The book is structured in chapters, including the five which correspond to the main steps in the process: Establishing Criteria, Brainstorming, Compiling Names, Expanding Your Knowledge and Deciding on the Final Name.
Step 1: Establishing Criteria
The title says it all. If you don’t select a set of criteria which your name should meet, then it’s impossible to objectively determine if a name is appropriate for your business or not. Note, though, that naming a company is not an something that can be done 100% objectively.
Some criteria that you should take into account are the following:
Having a name that it’s easy to remember will help your prospective clients remember your business. Some criteria that play a role in memorability are: familiarity with the business name, rhyme, onomatopoeias or puns. Having a name that is aligned with what the business does also helps.
Spelling and Pronunciation
The name should be easy to spell and to pronounce. A name that is difficult to spell may be more unique, but may be a nightmare when it comes to telling the name to customers. In terms of saying the name out loud, if it’s difficult to pronounce and people feel self-conscious, it’s more likely that they will not use it.

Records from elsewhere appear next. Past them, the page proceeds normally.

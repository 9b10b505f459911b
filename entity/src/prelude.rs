pub use super::attendance_record::Entity as AttendanceRecord;
pub use super::keshav_user::Entity as KeshavUser;
pub use super::member::Entity as Member;
pub use super::org_unit::Entity as OrgUnit;
pub use super::project::Entity as Project;
pub use super::project_event::Entity as ProjectEvent;
pub use super::region::Entity as Region;
pub use super::registration::Entity as Registration;
pub use super::user_unit_assignment::Entity as UserUnitAssignment;
use sea_orm::entity::prelude::*;

#[derive(Clone, Debug, PartialEq, DeriveEntityModel)]
#[sea_orm(table_name = "user_unit_assignment")]
pub struct Model {
    #[sea_orm(primary_key)]
    pub id: i32,
    pub user_id: i32,
    pub unit_id: i32,
    pub created_at: DateTime,
}

#[derive(Copy, Clone, Debug, EnumIter, DeriveRelation)]
pub enum Relation {
    #[sea_orm(
        belongs_to = "super::keshav_user::Entity",
        from = "Column::UserId",
        to = "super::keshav_user::Column::Id"
    )]
    KeshavUser,
    #[sea_orm(
        belongs_to = "super::org_unit::Entity",
        from = "Column::UnitId",
        to = "super::org_unit::Column::Id"
    )]
    OrgUnit,
}

impl Related<super::keshav_user::Entity> for Entity {
    fn to() -> RelationDef {
        Relation::KeshavUser.def()
    }
}

impl Related<super::org_unit::Entity> for Entity {
    fn to() -> RelationDef {
        Relation::OrgUnit.def()
    }
}

impl ActiveModelBehavior for ActiveModel {}
use sea_orm_migration::{prelude::*, schema::*};

use crate::m20260110_000001_region::Region;

static IDX_KESHAV_USER_REGION_ID: &str = "idx_keshav_user_region_id";
static FK_KESHAV_USER_REGION_ID: &str = "fk_keshav_user_region_id";

#[derive(DeriveMigrationName)]
pub struct Migration;

#[async_trait::async_trait]
impl MigrationTrait for Migration {
    async fn up(&self, manager: &SchemaManager) -> Result<(), DbErr> {
        manager
            .create_table(
                Table::create()
                    .table(KeshavUser::Table)
                    .if_not_exists()
                    .col(pk_auto(KeshavUser::Id))
                    .col(string(KeshavUser::DisplayName))
                    .col(string(KeshavUser::Role))
                    .col(string(KeshavUser::Gender))
                    .col(integer_null(KeshavUser::RegionId))
                    .col(timestamp(KeshavUser::CreatedAt))
                    .to_owned(),
            )
            .await?;

        manager
            .create_index(
                Index::create()
                    .name(IDX_KESHAV_USER_REGION_ID)
                    .table(KeshavUser::Table)
                    .col(KeshavUser::RegionId)
                    .to_owned(),
            )
            .await?;

        manager
            .create_foreign_key(
                ForeignKey::create()
                    .name(FK_KESHAV_USER_REGION_ID)
                    .from_tbl(KeshavUser::Table)
                    .from_col(KeshavUser::RegionId)
                    .to_tbl(Region::Table)
                    .to_col(Region::Id)
                    .to_owned(),
            )
            .await?;

        Ok(())
    }

    async fn down(&self, manager: &SchemaManager) -> Result<(), DbErr> {
        manager
            .drop_foreign_key(
                ForeignKey::drop()
                    .name(FK_KESHAV_USER_REGION_ID)
                    .table(KeshavUser::Table)
                    .to_owned(),
            )
            .await?;

        manager
            .drop_index(
                Index::drop()
                    .name(IDX_KESHAV_USER_REGION_ID)
                    .table(KeshavUser::Table)
                    .to_owned(),
            )
            .await?;

        manager
            .drop_table(Table::drop().table(KeshavUser::Table).to_owned())
            .await?;

        Ok(())
    }
}

#[derive(DeriveIden)]
pub enum KeshavUser {
    Table,
    Id,
    DisplayName,
    Role,
    Gender,
    RegionId,
    CreatedAt,
}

What kind of names are used in your industry? For example, in the case of website design, many businesses have the owner’s name, others use a pattern similar to mine (Name of something + Studio) and some include words such as design or web / website. Having a name that is aligned to what is common in the industry may make it more memorable, but on the other hand, it will blend with the rest and not be so distinctive.
It’s also possible to play with the meaning of the words. You can either use the words with their literal meaning, or use them in a figurative sense. Bear in mind that words may also have an “associative” meaning, that is, meaning that they have acquired by being linked to other concepts.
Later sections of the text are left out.